I never believe in those women who, when trouble comes, sit at home and weep and wait and pray. They are fools, or callous. Your true woman must be doing something. Barbara never shed a single tear. She didn’t wring her hands or scream or faint. She only kept saying, with pitiful monotony, that it was her wicked vanity and extravagance which had got Bob in a mess, and that she meant to get him out of it.
She seemed to rise all at once out of villadom—that smug, narrow life which ruins so many people. Villadom! It promulgates the hateful, stultifying creed of “paying your way.” Barbara told me once that a lady at Norwood refused to visit another lady because she hadn’t paid her butcher’s bill. She threw off her shackles—the shackles of that spick-and-span house, with the stiff white curtains at the windows, the demure maidservants, and the noisy overflow of babies. She sent for Mrs. Martin to keep house, then packed a little black box, kissed her children with the air of a Spartan, and came away to the Inn with me.
With me! Why not? She had my set. I went and turned in with Hawkins. He had a little den leading out of his bedroom, which he used as a carpenter’s shop, and his laundress as a kitchen! It was very good of me to do that for a comparative stranger! But she wasn’t. You see—hadn’t I mentioned it?—Barbara was an old flame of mine. It was a close running between me and Bob at one time. But I backed out. He had four hundred pounds a year and I hadn’t a penny—that could be called certain. Sometimes I make a haul and sometimes I starve. That would have killed Barbara. She had always been educated to the necessity of a certain income.
She came and settled in my rooms, so as to be near Bob. At Norwood she might as well have been in Alaska—these suburbs are so beautifully isolated. And then, as she confessed to me, she hoped to pick up evidence. Of course she believed in her husband’s innocence. She went farther than that; she was convinced that the murder was committed by someone in the Inn—in the house—at 7.
I gave her a list of all the tenants. I tried to show her how impossible it was. On the ground floor was Kinsman, who had been shut up with Sophia. The set opposite was empty. The sets on the first floor were rented as offices, and both principals and clerks had been gone for hours at the time Murphy was stabbed. On the second floor, Murphy had one set and I the other. On the third floor, one set was empty and the other—the fatal set, although she knew nothing about that—belonged to Stapley.

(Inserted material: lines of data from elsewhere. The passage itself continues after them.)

use crate::{Error, Result, Vector};
use sha2::{Digest, Sha256};

pub const DEFAULT_HASHING_DIM: usize = 384;
pub const MIN_HASHING_DIM: usize = 8;
pub const MAX_HASHING_DIM: usize = 4096;

/// Turns text into fixed-size dense vectors.
///
/// Documents and queries must go through the same encoder; the
/// [`signature`](Encoder::signature) identifies the vector space so that a
/// persisted index is never queried with a different encoder.
pub trait Encoder: Send + Sync {
    fn name(&self) -> &str;

    fn dim(&self) -> usize;

    fn encode(&self, text: &str) -> Result<Vector>;

    fn encode_batch(&self, texts: &[&str]) -> Result<Vec<Vector>> {
        texts.iter().map(|t| self.encode(t)).collect()
    }

    fn signature(&self) -> String {
        format!("{}/{}", self.name(), self.dim())
    }
}

/// Deterministic encoder that hashes character trigrams and word tokens.
///
/// Works on Unicode scalar values, so Devanagari, Tamil and Telugu text get
/// the same treatment as Latin text. Needs no model download.
#[derive(Debug, Clone)]
pub struct HashingEncoder {
    dim: usize,
}

impl HashingEncoder {
    pub fn new(dim: usize) -> Result<Self> {
        if !(MIN_HASHING_DIM..=MAX_HASHING_DIM).contains(&dim) {
            return Err(Error::Encoder(format!(
                "hashing dimension {} is outside {}..={}",
                dim, MIN_HASHING_DIM, MAX_HASHING_DIM
            )));
        }
        Ok(Self { dim })
    }

    /// Buckets must not change between processes, or saved indexes go stale
    fn bucket(&self, token: &str) -> usize {
        let digest = Sha256::digest(token.as_bytes());
        let mut head = [0u8; 8];
        head.copy_from_slice(&digest[..8]);
        (u64::from_le_bytes(head) % self.dim as u64) as usize
    }

    fn words(text: &str) -> impl Iterator<Item = &str> {
        text.split(|c: char| c.is_whitespace() || c.is_ascii_punctuation() || c == '।')
            .filter(|w| !w.is_empty())
    }
}

impl Default for HashingEncoder {
    fn default() -> Self {
        Self { dim: DEFAULT_HASHING_DIM }
    }
}

impl Encoder for HashingEncoder {
    fn name(&self) -> &str {
        "hashing"
    }

    fn dim(&self) -> usize {
        self.dim
    }

    fn encode(&self, text: &str) -> Result<Vector> {
        let mut vector = Vector::zeros(self.dim);
        let normalized = text.to_lowercase();
        let slots = vector.as_mut_slice();

        for word in Self::words(&normalized) {
            // Words contribute more than their trigrams
            slots[self.bucket(word)] += 2.0;

            let chars: Vec<char> = format!(" {} ", word).chars().collect();
            for window in chars.windows(3) {
                let trigram: String = window.iter().collect();
                slots[self.bucket(&trigram)] += 1.0;
            }
        }

        vector.normalize();
        Ok(vector)
    }
}
use thiserror::Error;

/// Errors raised while answering a chat message
#[derive(Debug, Error)]
pub enum AssistantError {
    #[error("message is empty or whitespace-only")]
    EmptyMessage,

    /// A built-in pattern failed to compile
    #[error("regex compilation error: {0}")]
    Regex(#[from] regex::Error),

    #[error("retrieval error: {0}")]
    Retrieval(#[from] kalakaart_retrieval::Error),

    #[error("unknown classifier strategy: {0}")]
    UnknownClassifier(String),
}

pub type Result<T> = std::result::Result<T, AssistantError>;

Stapley was a quiet young fellow. He was engaged to his cousin, spent his Sundays with his widowed mother at Dulwich, and was reading hard for a Civil Service appointment. As I pointed out to Barbara, Murphy was murdered on Saturday night, and Stapley always left for Dulwich on Saturday afternoon. I saw him come back myself at the usual time on Monday morning. But she wouldn’t be convinced. She was certain that the murderer was in the Inn, in the very house.

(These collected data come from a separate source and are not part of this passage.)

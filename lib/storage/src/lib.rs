//! Persistence for the retrieval index.
//!
//! Encoding the corpus is the slowest part of startup, so the built index can
//! be saved as a snapshot and reloaded on the next start.

pub mod error;
pub mod snapshot;

pub use error::{Result, StorageError};
pub use snapshot::{SnapshotDescription, SnapshotStore};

The Inn bore with her. Laundresses stared after her sympathetically as she went up and down the old stairs, and called her to each other, “Pore young thing.” The fellows, many of whom had met her as Miss Martin, didn’t know how to show their sympathy. They brought her flowers and new-laid eggs—anything. One brought a stray white kitten that he’d found in a doorway. Arnold offered a pure-bred bull pup, and was hurt when she refused it. Arnold was a great fancier. His book of devotion was a bulky volume, “Druid on Dogs.”